(Stored data)
+---+

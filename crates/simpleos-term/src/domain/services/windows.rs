use std::path::PathBuf;

use chrono::DateTime;
use chrono::Local;
use ratatui::style::Style;
use ratatui::widgets::Block;
use simpleos_core::interpret;
use simpleos_core::Transcript;
use tui_textarea::TextArea;

use super::Scroll;
use crate::domain::models::WindowId;
use crate::domain::models::WindowKind;

#[derive(Debug)]
pub struct NotepadWindow<'a> {
    pub textarea: TextArea<'a>,
    pub path: Option<PathBuf>,
}

impl<'a> NotepadWindow<'a> {
    pub fn new() -> NotepadWindow<'a> {
        return NotepadWindow {
            textarea: TextArea::default(),
            path: None,
        };
    }

    pub fn text(&self) -> String {
        return self.textarea.lines().join("\n");
    }

    pub fn set_text(&mut self, text: &str) {
        self.textarea = TextArea::from(text.split('\n'));
    }

    /// File > New. Empties the buffer and forgets where it came from.
    pub fn reset(&mut self) {
        self.textarea = TextArea::default();
        self.path = None;
    }
}

#[derive(Debug)]
pub struct TerminalWindow<'a> {
    pub input: TextArea<'a>,
    pub scroll: Scroll,
    pub transcript: Transcript,
}

impl<'a> TerminalWindow<'a> {
    pub fn new(transcript_limit: usize) -> TerminalWindow<'a> {
        return TerminalWindow {
            input: TerminalWindow::new_input(),
            scroll: Scroll::default(),
            transcript: Transcript::new(transcript_limit),
        };
    }

    fn new_input() -> TextArea<'a> {
        let mut input = TextArea::default();
        input.set_cursor_line_style(Style::default());
        input.set_block(Block::bordered().title("Command"));
        return input;
    }

    pub fn input_line(&self) -> String {
        return self.input.lines().join("");
    }

    /// Runs the typed line, appends the result to the transcript, clears the
    /// input, and jumps the view to the newest output.
    pub fn submit(&mut self, now: DateTime<Local>) -> String {
        let line = self.input_line();
        self.transcript.push_block(interpret(&line, now));
        self.input = TerminalWindow::new_input();
        self.follow();
        return line;
    }

    fn follow(&mut self) {
        let viewport_length = self.scroll.viewport_length();
        self.scroll
            .set_state(self.transcript.len(), viewport_length);
        self.scroll.last();
    }

    pub fn set_viewport(&mut self, viewport_length: usize) {
        self.scroll
            .set_state(self.transcript.len(), viewport_length);
    }
}

#[derive(Debug)]
pub enum WindowContent<'a> {
    Notepad(NotepadWindow<'a>),
    Terminal(TerminalWindow<'a>),
}

#[derive(Debug)]
pub struct Window<'a> {
    pub id: WindowId,
    pub content: WindowContent<'a>,
}

impl<'a> Window<'a> {
    pub fn kind(&self) -> WindowKind {
        match self.content {
            WindowContent::Notepad(_) => WindowKind::Notepad,
            WindowContent::Terminal(_) => WindowKind::Terminal,
        }
    }

    pub fn title(&self) -> String {
        if let WindowContent::Notepad(notepad) = &self.content {
            if let Some(name) = notepad.path.as_ref().and_then(|e| return e.file_name()) {
                return format!("{} - {}", self.kind(), name.to_string_lossy());
            }
        }

        return self.kind().to_string();
    }
}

+---+

* **PROBLEM TO SOLVE**
Word for word, write out each of the records above.

* **SOLUTION TO THE PROBLEM**
filename crates/simpleos-term/src/domain/services/windows.rs
use std::path::PathBuf;

use chrono::DateTime;
use chrono::Local;
use ratatui::style::Style;
use ratatui::widgets::Block;
use simpleos_core::interpret;
use simpleos_core::Transcript;
use tui_textarea::TextArea;

use super::Scroll;
use crate::domain::models::WindowId;
use crate::domain::models::WindowKind;

#[derive(Debug)]
pub struct NotepadWindow<'a> {
    pub textarea: TextArea<'a>,
    pub path: Option<PathBuf>,
}

impl<'a> NotepadWindow<'a> {
    pub fn new() -> NotepadWindow<'a> {
        return NotepadWindow {
            textarea: TextArea::default(),
            path: None,
        };
    }

    pub fn text(&self) -> String {
        return self.textarea.lines().join("\n");
    }

    pub fn set_text(&mut self, text: &str) {
        self.textarea = TextArea::from(text.split('\n'));
    }

    /// File > New. Empties the buffer and forgets where it came from.
    pub fn reset(&mut self) {
        self.textarea = TextArea::default();
        self.path = None;
    }
}

#[derive(Debug)]
pub struct TerminalWindow<'a> {
    pub input: TextArea<'a>,
    pub scroll: Scroll,
    pub transcript: Transcript,
}

impl<'a> TerminalWindow<'a> {
    pub fn new(transcript_limit: usize) -> TerminalWindow<'a> {
        return TerminalWindow {
            input: TerminalWindow::new_input(),
            scroll: Scroll::default(),
            transcript: Transcript::new(transcript_limit),
        };
    }

    fn new_input() -> TextArea<'a> {
        let mut input = TextArea::default();
        input.set_cursor_line_style(Style::default());
        input.set_block(Block::bordered().title("Command"));
        return input;
    }

    pub fn input_line(&self) -> String {
        return self.input.lines().join("");
    }

    /// Runs the typed line, appends the result to the transcript, clears the
    /// input, and jumps the view to the newest output.
    pub fn submit(&mut self, now: DateTime<Local>) -> String {
        let line = self.input_line();
        self.transcript.push_block(interpret(&line, now));
        self.input = TerminalWindow::new_input();
        self.follow();
        return line;
    }

    fn follow(&mut self) {
        let viewport_length = self.scroll.viewport_length();
        self.scroll
            .set_state(self.transcript.len(), viewport_length);
        self.scroll.last();
    }

    pub fn set_viewport(&mut self, viewport_length: usize) {
        self.scroll
            .set_state(self.transcript.len(), viewport_length);
    }
}

#[derive(Debug)]
pub enum WindowContent<'a> {
    Notepad(NotepadWindow<'a>),
    Terminal(TerminalWindow<'a>),
}

#[derive(Debug)]
pub struct Window<'a> {
    pub id: WindowId,
    pub content: WindowContent<'a>,
}

impl<'a> Window<'a> {
    pub fn kind(&self) -> WindowKind {
        match self.content {
            WindowContent::Notepad(_) => WindowKind::Notepad,
            WindowContent::Terminal(_) => WindowKind::Terminal,
        }
    }

    pub fn title(&self) -> String {
        if let WindowContent::Notepad(notepad) = &self.content {
            if let Some(name) = notepad.path.as_ref().and_then(|e| return e.file_name()) {
                return format!("{} - {}", self.kind(), name.to_string_lossy());
            }
        }

        return self.kind().to_string();
    }
}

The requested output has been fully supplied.